O conceito de jejum, ademais, não envolve apenas a ideia de privação alimentar. O jejum, também, é caracterizado pela existência de um propósito, de uma finalidade precisa e clara. Como afirma o professor Felipe de Aquino, católico da Comunidade Canção Nova, “…Ao jejuar devemos concentrar-nos não só na prática da abstenção do alimento ou das bebidas, mas no significado mais profundo desta prática. O alimento e as bebidas são indispensáveis para o homem viver, disso se serve e deve servir-se, mas não lhe é lícito abusar seja da forma que for. O jejum tem como finalidade nos levar a um equilíbrio necessário, e ao desprendimento daquilo que podemos chamar de ‘atitude consumística’, característica da nossa civilização. …” (AQUINO, Felipe de. A importância do jejum. Disponível em: http://blog.cancaonova.com/felipeaquino/2010/02/18/a-importancia-do-jejum/ Acesso em 01 out. 2010).

É exatamente este o ponto em que Jesus discordava dos jejuns praticados pelos fariseus, que eram práticas rituais, formais, meras ostentações, sem qualquer propósito senão o da autoglorificação e da autoexaltação. Devemos jejuar sempre que temos um motivo, um propósito, um objetivo definido e estabelecido. Sem que haja este propósito, o jejum será tão somente uma privação alimentar, uma dieta. Daí porque não podermos concordar com a definição de jejum que teria sido supostamente anunciada numa "aparição" na cidade sérvia de Medjugorje, segundo a qual "jejum é refrear a nossa gula e disciplinar o nosso comer" (apud O jejum. Disponível em: www.google.com.br/search?q=cache:GjTEA6a3JLQJ:www.diocese- sjc.org.br/jejum.php+jejum&hl=pt-BR&ie=UTF-8).

É a existência deste propósito e desta finalidade que difere o jejum de uma simples privação alimentar. Jejuar é muito mais do que simplesmente passar fome e sede e é neste particular que muitos têm fracassado: buscam no jejum uma ostentação, uma autoglorificação e o que conseguem, com isso, além da reprovação divina, é tão somente instantes de privação alimentar, uma dieta que, às vezes, nem benefícios traz para a saúde física do que jejua.

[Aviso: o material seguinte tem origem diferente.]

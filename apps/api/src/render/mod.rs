//! PDF rendering — turns generated letter text into downloadable bytes.

use printpdf::{BuiltinFont, CustomPdfConformance, Mm, PdfConformance, PdfDocument};
use thiserror::Error;
use time::OffsetDateTime;

pub mod layout;

use layout::{
    layout_lines, FONT_SIZE_PT, LINE_HEIGHT_MM, MARGIN_MM, MAX_COLS, PAGE_HEIGHT_MM, PAGE_WIDTH_MM,
};

/// File name the artifact is offered under.
pub const PDF_FILE_NAME: &str = "cover_letter.pdf";

#[derive(Debug, Error)]
pub enum RenderError {
    #[error("PDF encoding failed: {0}")]
    Pdf(String),
}

/// Renders letter text into a PDF document.
///
/// Input is downgraded to the document's base encoding before layout (lossy,
/// never failing), each source line becomes one or more fixed-width cell
/// rows, and a fresh page starts whenever the cursor passes the bottom
/// margin. Document dates are pinned and XMP metadata disabled so equal
/// input yields byte-identical output.
pub fn render(text: &str) -> Result<Vec<u8>, RenderError> {
    let rows = layout_lines(text, MAX_COLS);

    let (doc, first_page, first_layer) = PdfDocument::new(
        "Cover Letter",
        mm(PAGE_WIDTH_MM),
        mm(PAGE_HEIGHT_MM),
        "text",
    );
    let doc = doc
        .with_conformance(PdfConformance::Custom(CustomPdfConformance {
            requires_icc_profile: false,
            requires_xmp_metadata: false,
            ..Default::default()
        }))
        .with_creation_date(OffsetDateTime::UNIX_EPOCH)
        .with_mod_date(OffsetDateTime::UNIX_EPOCH)
        .with_metadata_date(OffsetDateTime::UNIX_EPOCH);

    let font = doc
        .add_builtin_font(BuiltinFont::Courier)
        .map_err(|e| RenderError::Pdf(e.to_string()))?;

    let mut layer = doc.get_page(first_page).get_layer(first_layer);
    let mut y = PAGE_HEIGHT_MM - MARGIN_MM;

    for row in &rows {
        if y < MARGIN_MM {
            let (page, page_layer) = doc.add_page(mm(PAGE_WIDTH_MM), mm(PAGE_HEIGHT_MM), "text");
            layer = doc.get_page(page).get_layer(page_layer);
            y = PAGE_HEIGHT_MM - MARGIN_MM;
        }
        if !row.is_empty() {
            layer.use_text(row.as_str(), FONT_SIZE_PT as _, mm(MARGIN_MM), mm(y), &font);
        }
        y -= LINE_HEIGHT_MM;
    }

    doc.save_to_bytes()
        .map_err(|e| RenderError::Pdf(e.to_string()))
}

// printpdf's unit scalar; cast once at the boundary, math stays in f64.
fn mm(value: f64) -> Mm {
    Mm(value as _)
}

OBS: A preocupação com a saúde física do que jejua, aliás, é algo que sempre norteou a prática do jejum nas religiões ao longo da história da humanidade e que, aliás, tem faltado no meio evangélico. Com efeito, já os rabinos judeus diziam que o jejum, como todos os preceitos bíblicos, foi dado como "Torat Chaim" , ou seja, como ensinamentos pertinentes à vida e que os homens devem viver e não morrer por eles. Daí porque os enfermos e as crianças eram isentos desta obrigação, que também não poderia colocar em risco a vida do jejuador. O Código Canônico da Igreja Romana exclui água e remédio do jejum que deve ser observado uma hora antes da sagrada comunhão, como também dispensa as pessoas idosas e enfermas desta prática(cânon 919), revelando, assim, o cuidado que deve haver quanto a estas situações. Daí porque ter o pastor Elinaldo Renovato de Lima, , em seu artigo sobre a prática do jejum, na revista Ensinador Cristão, afirmado, sabiamente, que "…pessoas portadoras de doenças do estômago tenham cuidado com seu organismo. Não é aconselhável que pessoas com úlceras ou gastrites façam jejum. Deus não quer sacrifício. Ele quer obediência, fidelidade, santidade." (Evite os exageros: esclarecimentos importantes sobre a prática do jejum na vida cristã. Ensinador Cristão, ano 4, nº 15, jul.-ago.-set./2003, p.14).